_GOAL OF THE EXERCISE_
Report every line of the material that contains the string "clock".

_INPUT MATERIAL_

use assert_cmd::prelude::*; // Add methods on commands
use predicates::prelude::*; // Used for writing assertions
use std::process::Command; // Run programs
use ps2kit::fs::DirEntry;
use ps2kit::fs::types::{CANONICAL_DIR_MODE,DEFAULT_FILE_MODE};
use ps2kit::save::{SaveFile,FormatTag};

type DYNERR = Box<dyn std::error::Error>;

fn write_test_save(path: &std::path::Path,name: &str,tag: FormatTag) -> Result<(),DYNERR> {
    let mut sf = SaveFile::new();
    let icon = ps2kit::fs::icon_sys::build("Cli","Test","icon.ico");
    sf.set_file(0,DirEntry::new("icon.sys",DEFAULT_FILE_MODE,icon.len() as u32),icon)?;
    sf.set_file(1,DirEntry::new("data",DEFAULT_FILE_MODE,3000),vec![0x5a;3000])?;
    sf.set_directory(DirEntry::new(name,CANONICAL_DIR_MODE,2));
    ps2kit::write_save_file(&path.to_string_lossy(),Some(tag),&sf)
}

#[test]
fn mkcard_and_df() -> Result<(),DYNERR> {
    let dir = tempfile::tempdir()?;
    let card = dir.path().join("card.ps2");
    Command::cargo_bin("ps2kit")?
        .arg("mkcard").arg("-d").arg(&card)
        .assert()
        .success();
    assert_eq!(std::fs::metadata(&card)?.len(),16384*528);
    Command::cargo_bin("ps2kit")?
        .arg("df").arg("-d").arg(&card)
        .assert()
        .success()
        .stdout(predicate::str::contains("8134 KB free"))
        .stdout(predicate::str::contains("8134 KB allocatable"));
    // refuses to clobber
    Command::cargo_bin("ps2kit")?
        .arg("mkcard").arg("-d").arg(&card)
        .assert()
        .failure();
    Ok(())
}

#[test]
fn stat_json() -> Result<(),DYNERR> {
    let dir = tempfile::tempdir()?;
    let card = dir.path().join("card.bin");
    Command::cargo_bin("ps2kit")?
        .arg("mkcard").arg("-d").arg(&card).arg("--no-ecc").arg("-s").arg("16")
        .assert()
        .success();
    assert_eq!(std::fs::metadata(&card)?.len(),16*1024*1024);
    Command::cargo_bin("ps2kit")?
        .arg("stat").arg("-d").arg(&card)
        .assert()
        .success()
        .stdout(predicate::str::contains("\"clusters_per_card\":{\"_raw\":\"00400000\",\"_pretty\":16384}"))
        .stdout(predicate::str::contains("\"card_flags\":\"0x52\""));
    Ok(())
}

#[test]
fn import_export_delete() -> Result<(),DYNERR> {
    let dir = tempfile::tempdir()?;
    let card = dir.path().join("card.ps2");
    let cbs = dir.path().join("game.cbs");
    let psu = dir.path().join("other.psu");
    write_test_save(&cbs,"BASLUS-20001GAME",FormatTag::Cbs)?;
    write_test_save(&psu,"BESLES-50000OTHER",FormatTag::Psu)?;
    Command::cargo_bin("ps2kit")?
        .arg("mkcard").arg("-d").arg(&card)
        .assert()
        .success();
    Command::cargo_bin("ps2kit")?
        .arg("import").arg("-d").arg(&card).arg(&cbs).arg(&psu)
        .assert()
        .success();
    Command::cargo_bin("ps2kit")?
        .arg("import").arg("-d").arg(&card).arg(&cbs)
        .assert()
        .failure()
        .stderr(predicate::str::contains("already exists"));
    Command::cargo_bin("ps2kit")?
        .arg("import").arg("-d").arg(&card).arg("-o").arg(&cbs)
        .assert()
        .success();
    Command::cargo_bin("ps2kit")?
        .arg("ls").arg("-d").arg(&card)
        .assert()
        .success()
        .stdout(predicate::str::contains("BASLUS-20001GAME"))
        .stdout(predicate::str::contains("Cli Test"));
    Command::cargo_bin("ps2kit")?
        .arg("ls").arg("-d").arg(&card).arg("-f").arg("BESLES-50000OTHER")
        .assert()
        .success()
        .stdout(predicate::str::contains("icon.sys"))
        .stdout(predicate::str::contains("3000"));
    let out = dir.path().join("out");
    std::fs::create_dir(&out)?;
    Command::cargo_bin("ps2kit")?
        .arg("export").arg("-d").arg(&card).arg("--dir").arg(&out).arg("-l").arg("-t").arg("cbs").arg("BASLUS-*")
        .assert()
        .success();
    let names: Vec<String> = std::fs::read_dir(&out)?.filter_map(|e| e.ok()).map(|e| e.file_name().to_string_lossy().to_string()).collect();
    assert_eq!(names.len(),1);
    assert!(names[0].starts_with("SLUS-20001 Cli Test ("));
    assert!(names[0].ends_with(").cbs"));
    let (tag,sf) = ps2kit::read_save_file(&out.join(&names[0]).to_string_lossy())?;
    assert_eq!(tag,FormatTag::Cbs);
    assert_eq!(sf.get_file(1).expect("missing file").1,vec![0x5a;3000]);
    Command::cargo_bin("ps2kit")?
        .arg("export").arg("-d").arg(&card).arg("--dir").arg(&out).arg("NOTHING*")
        .assert()
        .failure();
    Command::cargo_bin("ps2kit")?
        .arg("delete").arg("-d").arg(&card).arg("BASLUS-20001GAME")
        .assert()
        .success();
    Command::cargo_bin("ps2kit")?
        .arg("check").arg("-d").arg(&card)
        .assert()
        .success()
        .stdout(predicate::str::contains("no problems found"));
    Command::cargo_bin("ps2kit")?
        .arg("ls").arg("-d").arg(&card)
        .assert()
        .success()
        .stdout(predicate::str::contains("BASLUS-20001GAME").not());
    Ok(())
}

#[test]
fn strip_and_add_ecc() -> Result<(),DYNERR> {
    let dir = tempfile::tempdir()?;
    let card = dir.path().join("card.ps2");
    let bin = dir.path().join("card.bin");
    Command::cargo_bin("ps2kit")?
        .arg("mkcard").arg("-d").arg(&card)
        .assert()
        .success();
    Command::cargo_bin("ps2kit")?
        .arg("ecc").arg("--strip").arg("-d").arg(&card).arg("-o").arg(&bin)
        .assert()
        .success();
    assert_eq!(std::fs::metadata(&bin)?.len(),8*1024*1024);
    Command::cargo_bin("ps2kit")?
        .arg("ecc").arg("--add").arg("-d").arg(&bin)
        .assert()
        .success();
    assert_eq!(std::fs::read(&bin)?,std::fs::read(&card)?);
    Command::cargo_bin("ps2kit")?
        .arg("ecc").arg("-d").arg(&bin)
        .assert()
        .failure();
    Ok(())
}

#[test]
fn completions() -> Result<(),DYNERR> {
    Command::cargo_bin("ps2kit")?
        .arg("completions").arg("-s").arg("bash")
        .assert()
        .success()
        .stdout(predicate::str::contains("ps2kit"));
    Ok(())
}
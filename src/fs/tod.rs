//! ### Time of day
//! 
//! Directory entries carry timestamps as 8 bytes: a reserved byte, seconds, minutes, hours,
//! day, month, and a 16 bit year.  The console keeps Japan Standard Time (UTC+9)
//! regardless of where it was sold, so that is how the calendar value is interpreted.
//! 
//! A timestamp that is all zero, that does not form a valid date, or that lands exactly on
//! the epoch is treated as unset.

use chrono::{Datelike,Duration,NaiveDate,NaiveDateTime,Timelike};

/// offset of the card's clock from UTC
const JST_OFFSET_HOURS: i64 = 9;

fn is_epoch(t: &NaiveDateTime) -> bool {
    t.year()==1970 && t.ordinal()==1 && t.hour()==JST_OFFSET_HOURS as u32 && t.minute()==0 && t.second()==0
}

/// Interpret the packed timestamp, `None` means unset.
pub fn unpack(tod: &[u8;8]) -> Option<NaiveDateTime> {
    let year = u16::from_le_bytes([tod[6],tod[7]]) as i32;
    let date = NaiveDate::from_ymd_opt(year,tod[5] as u32,tod[4] as u32)?;
    let time = date.and_hms_opt(tod[3] as u32,tod[2] as u32,tod[1] as u32)?;
    match is_epoch(&time) {
        true => None,
        false => Some(time)
    }
}

/// Pack a calendar value, fractional seconds are dropped.
pub fn pack(time: &NaiveDateTime) -> [u8;8] {
    let year = u16::to_le_bytes(time.year() as u16);
    [
        0,
        time.second() as u8,
        time.minute() as u8,
        time.hour() as u8,
        time.day() as u8,
        time.month() as u8,
        year[0],
        year[1]
    ]
}

/// Current time on the card's clock, to the nearest second below.
pub fn now() -> NaiveDateTime {
    let t = chrono::Utc::now().naive_utc() + Duration::hours(JST_OFFSET_HOURS);
    t.with_nanosecond(0).unwrap_or(t)
}

/// Interpret the packed timestamp, substituting the current time if it is unset.
pub fn unpack_or_now(tod: &[u8;8]) -> NaiveDateTime {
    match unpack(tod) {
        Some(t) => t,
        None => now()
    }
}

/// Display form used in listings
pub fn to_string(time: &NaiveDateTime) -> String {
    time.format("%Y-%m-%d %H:%M").to_string()
}

#[test]
fn round_trip_now() {
    let t = now();
    assert_eq!(unpack(&pack(&t)),Some(t));
}

#[test]
fn unset_timestamps() {
    assert_eq!(unpack(&[0;8]),None);
    // month 13
    assert_eq!(unpack(&[0,0,0,0,1,13,0xd0,0x07]),None);
    // 1970-01-01 09:00:00 JST is the epoch
    assert_eq!(unpack(&[0,0,0,9,1,1,0xb2,0x07]),None);
    let t = unpack(&[0,30,15,12,24,12,0xd6,0x07]).expect("valid date");
    assert_eq!(to_string(&t),"2006-12-24 12:15");
    assert_eq!(t.second(),30);
}
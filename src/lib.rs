//! # `ps2kit` main library
//! 
//! This library manipulates PS2 memory card images, and the single-save container files
//! that other tools use to move saves on and off a card.
//! 
//! ## Architecture
//! 
//! Card operations are built around three objects:
//! * `img::CardImage` holds the raw pages, with or without ECC, and does not interpret them
//! * `fs::Card` imposes the memory card file system on the image
//! * `save::SaveFile` is one save directory with its files, detached from any card
//! 
//! When a `Card` object is created it takes ownership of some `CardImage`.
//! It then uses this owned image as storage.  Any changes are not permanent until the
//! image is saved to whatever file system is hosting ps2kit.
//! 
//! ## Card Images
//! 
//! Images are raw dumps of the card's flash, 8, 16, 32, or 64 MB, either with the ECC spare
//! area following each page (as dumped from the card) or without it.  The geometry is
//! inferred from the length of the image.
//! 
//! ## Save Containers
//! 
//! As of this writing `ps2kit` supports
//! * CodeBreaker (`.cbs`)
//! * EMS adapter (`.psu`)

pub mod img;
pub mod fs;
pub mod save;
pub mod commands;

use log::info;

type DYNERR = Box<dyn std::error::Error>;
type STDRESULT = Result<(),Box<dyn std::error::Error>>;

/// Save the card image file (make changes permanent)
pub fn save_card(card: &mut fs::Card,img_path: &str) -> STDRESULT {
    std::fs::write(img_path,card.to_bytes()?)?;
    Ok(())
}

/// Given a bytestream return a card, or Err if the bytestream cannot be interpreted.
/// The card takes ownership of the image.
pub fn create_card_from_bytestream(card_img_data: Vec<u8>) -> Result<fs::Card,DYNERR> {
    let img = img::CardImage::from_bytestream(card_img_data)?;
    info!("image geometry {}",img.geometry());
    fs::Card::open(img)
}

/// Calls `create_card_from_bytestream` getting the bytes from a file.
pub fn create_card_from_file(img_path: &str) -> Result<fs::Card,DYNERR> {
    match std::fs::read(img_path) {
        Ok(card_img_data) => create_card_from_bytestream(card_img_data),
        Err(e) => Err(Box::new(e))
    }
}

/// Read a save container, identifying the format from its content.
pub fn read_save_file(path: &str) -> Result<(save::FormatTag,save::SaveFile),DYNERR> {
    let dat = std::fs::read(path)?;
    let reg = save::Registry::new();
    match reg.detect(&dat) {
        Some(tag) => Ok((tag,reg.decode(tag,&dat)?)),
        None => {
            log::error!("{} is not a recognized save file",path);
            Err(Box::new(save::Error::UnknownFormat))
        }
    }
}

/// Write a save container.  If `tag` is None the format follows the file extension.
pub fn write_save_file(path: &str,tag: Option<save::FormatTag>,save_file: &save::SaveFile) -> STDRESULT {
    let reg = save::Registry::new();
    let tag = match tag {
        Some(t) => t,
        None => reg.for_filename(path)
    };
    std::fs::write(path,reg.encode(tag,save_file)?)?;
    Ok(())
}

_ANSWER BELOW_
/// offset of the card's clock from UTC
/// Current time on the card's clock, to the nearest second below.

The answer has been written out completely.